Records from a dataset
Content starts
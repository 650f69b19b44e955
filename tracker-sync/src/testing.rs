//! In-memory collaborators for unit tests.

use std::cell::RefCell;
use std::collections::{HashMap, HashSet};
use std::path::Path;

use tracker_core::{
    Action, Commit, CommitHash, CreatedSet, ListFilter, PatchStatus, PatchStatusKind,
    RemotePatchSet, RemoteSet, Signature,
};

use crate::client::{ActionTarget, Tracker};
use crate::error::SyncError;
use crate::vcs::Vcs;

pub(crate) fn commit(hash: &str, subject: &str) -> Commit {
    Commit {
        hash: CommitHash::parse(hash).expect("test hash"),
        tree_hash: "e".repeat(40),
        parent_hashes: vec![],
        author: Signature {
            date: "2024-01-02 10:00:00 +0100".into(),
            name: "Ann".into(),
            email: "ann@example.com".into(),
        },
        committer: Signature {
            date: "2024-01-02 11:00:00 +0100".into(),
            name: "Bob".into(),
            email: "bob@example.com".into(),
        },
        short_message: subject.into(),
        full_message: format!("{subject}\n\nBody.\n"),
    }
}

// ---------------------------------------------------------------------------
// ScriptedVcs
// ---------------------------------------------------------------------------

/// Answers commands by longest matching prefix of `args.join(" ")`;
/// anything unscripted fails like git would.
#[derive(Default)]
pub(crate) struct ScriptedVcs {
    script: Vec<(String, Result<String, String>)>,
    pub calls: RefCell<Vec<String>>,
}

impl ScriptedVcs {
    pub fn new() -> Self {
        Self::default()
    }

    pub fn on(mut self, prefix: &str, stdout: &str) -> Self {
        self.script.push((prefix.to_owned(), Ok(stdout.to_owned())));
        self
    }

    pub fn fail(mut self, prefix: &str, stderr: &str) -> Self {
        self.script.push((prefix.to_owned(), Err(stderr.to_owned())));
        self
    }

    /// Script a full range read for `commits` (structured, oneline, bodies).
    pub fn with_range(mut self, commits: &[Commit]) -> Self {
        let mut structured = String::new();
        let mut oneline = String::new();
        for c in commits {
            structured.push_str(&format!(
                "{}\u{1f}{}\u{1f}{}\u{1f}{}\u{1f}{}\u{1f}{}\u{1f}{}\u{1f}{}\u{1f}{}\u{1e}\n",
                c.hash,
                c.tree_hash,
                c.parent_hashes.join(" "),
                c.author.date,
                c.author.name,
                c.author.email,
                c.committer.date,
                c.committer.name,
                c.committer.email,
            ));
            oneline.push_str(&format!("{} {}\n", c.hash, c.short_message));
        }
        self = self
            .on("log --reverse --format", &structured)
            .on("log --reverse --pretty=oneline", &oneline);
        for c in commits {
            self = self.on(&format!("log -1 --format=%B {}", c.hash), &c.full_message);
        }
        self
    }

    pub fn calls_matching(&self, prefix: &str) -> usize {
        self.calls
            .borrow()
            .iter()
            .filter(|c| c.starts_with(prefix))
            .count()
    }
}

impl Vcs for ScriptedVcs {
    fn run(&self, _dir: &Path, args: &[&str]) -> Result<String, SyncError> {
        let command = args.join(" ");
        self.calls.borrow_mut().push(command.clone());
        let answer = self
            .script
            .iter()
            .filter(|(prefix, _)| command.starts_with(prefix.as_str()))
            .max_by_key(|(prefix, _)| prefix.len())
            .map(|(_, answer)| answer.clone());
        match answer {
            Some(Ok(stdout)) => Ok(stdout),
            Some(Err(stderr)) => Err(backend(&command, &stderr)),
            None => Err(backend(&command, "unscripted command")),
        }
    }
}

fn backend(command: &str, stderr: &str) -> SyncError {
    SyncError::Backend {
        command: format!("git {command}"),
        status: "exit status: 128".into(),
        stderr: stderr.into(),
    }
}

// ---------------------------------------------------------------------------
// FakeTracker
// ---------------------------------------------------------------------------

/// Per-commit answer of `GET /patch/{commit}`.
#[derive(Clone)]
pub(crate) enum FakeStatus {
    Found(PatchStatusKind),
    Missing,
    Broken,
}

#[derive(Default)]
pub(crate) struct FakeTracker {
    pub created: Option<CreatedSet>,
    pub sets: HashMap<String, Vec<String>>,
    pub bodies: HashMap<String, String>,
    pub failing: HashSet<String>,
    pub statuses: HashMap<String, FakeStatus>,
    pub listing: Vec<RemotePatchSet>,
    pub calls: RefCell<Vec<String>>,
    pub uploads: RefCell<Vec<(String, String)>>,
    pub payloads: RefCell<Vec<(String, Option<String>)>>,
    pub actions: RefCell<Vec<(ActionTarget, Action, Option<String>)>>,
}

impl FakeTracker {
    pub fn new() -> Self {
        Self::default()
    }

    fn log(&self, call: String) {
        self.calls.borrow_mut().push(call);
    }

    fn fail_if(&self, key: &str) -> Result<(), SyncError> {
        if self.failing.contains(key) {
            return Err(SyncError::Http {
                status: 500,
                body: format!("boom: {key}"),
            });
        }
        Ok(())
    }
}

impl Tracker for FakeTracker {
    fn create_set(&self, payload: &str, obsoletes: Option<&str>) -> Result<CreatedSet, SyncError> {
        self.log("create_set".into());
        self.payloads
            .borrow_mut()
            .push((payload.to_owned(), obsoletes.map(str::to_owned)));
        self.created
            .clone()
            .ok_or_else(|| SyncError::Transport("connection refused".into()))
    }

    fn upload_patch_body(&self, commit: &CommitHash, body: &str) -> Result<(), SyncError> {
        self.log(format!("upload {commit}"));
        self.fail_if(commit.as_str())?;
        self.uploads
            .borrow_mut()
            .push((commit.to_string(), body.to_owned()));
        Ok(())
    }

    fn download_patch_body(&self, commit: &CommitHash) -> Result<String, SyncError> {
        self.log(format!("download {commit}"));
        self.bodies.get(commit.as_str()).cloned().ok_or(SyncError::Http {
            status: 404,
            body: "Not Found".into(),
        })
    }

    fn fetch_set(&self, set_id: &str) -> Result<RemoteSet, SyncError> {
        self.log(format!("fetch_set {set_id}"));
        let patches = self.sets.get(set_id).ok_or(SyncError::Http {
            status: 404,
            body: "Not Found".into(),
        })?;
        Ok(RemoteSet {
            patches: patches
                .iter()
                .map(|h| CommitHash::parse(h).expect("test hash"))
                .collect(),
        })
    }

    fn post_action(
        &self,
        target: &ActionTarget,
        action: Action,
        message: Option<&str>,
    ) -> Result<(), SyncError> {
        let key = match target {
            ActionTarget::Set(id) | ActionTarget::Patch(id) => id.clone(),
        };
        self.log(format!("action {action} {key}"));
        self.fail_if(&key)?;
        self.actions
            .borrow_mut()
            .push((target.clone(), action, message.map(str::to_owned)));
        Ok(())
    }

    fn mark_obsolete(&self, set_id: &str) -> Result<(), SyncError> {
        self.log(format!("obsolete {set_id}"));
        self.fail_if(set_id)
    }

    fn fetch_patch_status(&self, commit: &CommitHash) -> Result<Option<PatchStatus>, SyncError> {
        self.log(format!("status {commit}"));
        match self.statuses.get(commit.as_str()) {
            Some(FakeStatus::Found(kind)) => Ok(Some(PatchStatus {
                commit: commit.clone(),
                status: *kind,
                revision: "1".into(),
                message: "remote message".into(),
            })),
            Some(FakeStatus::Broken) => Err(SyncError::Http {
                status: 500,
                body: "Internal Server Error".into(),
            }),
            Some(FakeStatus::Missing) | None => Ok(None),
        }
    }

    fn list_sets(&self, filter: Option<&ListFilter>) -> Result<Vec<RemotePatchSet>, SyncError> {
        self.log(format!("list {filter:?}"));
        Ok(self.listing.clone())
    }
}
Content ends
Reproduce only this range: the first line of the data above through the line with "use crate::vcs::Vcs;", both included, exactly as written.

repository 650f69b19b44e955
filename tracker-sync/src/testing.rs
//! In-memory collaborators for unit tests.

use std::cell::RefCell;
use std::collections::{HashMap, HashSet};
use std::path::Path;

use tracker_core::{
    Action, Commit, CommitHash, CreatedSet, ListFilter, PatchStatus, PatchStatusKind,
    RemotePatchSet, RemoteSet, Signature,
};

use crate::client::{ActionTarget, Tracker};
use crate::error::SyncError;
use crate::vcs::Vcs;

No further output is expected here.